- **What you need to do**
Copy each line in the data that includes the word "SigningFailed".

· · · · ·

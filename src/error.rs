//! Error types for the XBridge engine

use thiserror::Error;

pub type Result<T> = std::result::Result<T, XBridgeError>;

#[derive(Error, Debug)]
pub enum XBridgeError {
    #[error("Invalid order: {0}")]
    InvalidOrder(String),

    #[error("Insufficient funds on {currency}: need {needed}, have {available}")]
    InsufficientFunds {
        currency: String,
        needed: u64,
        available: u64,
    },

    #[error("Signing failed: {0}")]
    SigningFailed(String),

    #[error("Protocol violation: {0}")]
    ProtocolViolation(String),

    #[error("Order not found: {0}")]
    OrderNotFound(String),

    #[error("Unsupported currency: {0}")]
    UnsupportedCurrency(String),

    #[error("Snapshot persistence failed: {0}")]
    PersistenceFailure(String),

    #[error("Chain RPC error: {0}")]
    Rpc(String),

    #[error("Invalid address: {0}")]
    InvalidAddress(String),

    #[error("Database error: {0}")]
    Database(String),

    #[error("IO error: {0}")]
    Io(#[from] std::io::Error),

    #[error("Serialization error: {0}")]
    Serialization(#[from] serde_json::Error),

    #[error(transparent)]
    Other(#[from] anyhow::Error),
}

impl XBridgeError {
    /// Transient errors may be retried; everything else fails closed.
    pub fn is_transient(&self) -> bool {
        matches!(
            self,
            XBridgeError::Rpc(_)
                | XBridgeError::SigningFailed(_)
                | XBridgeError::PersistenceFailure(_)
        )
    }
}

· · · · ·

- **Answer**
    SigningFailed(String),
                | XBridgeError::SigningFailed(_)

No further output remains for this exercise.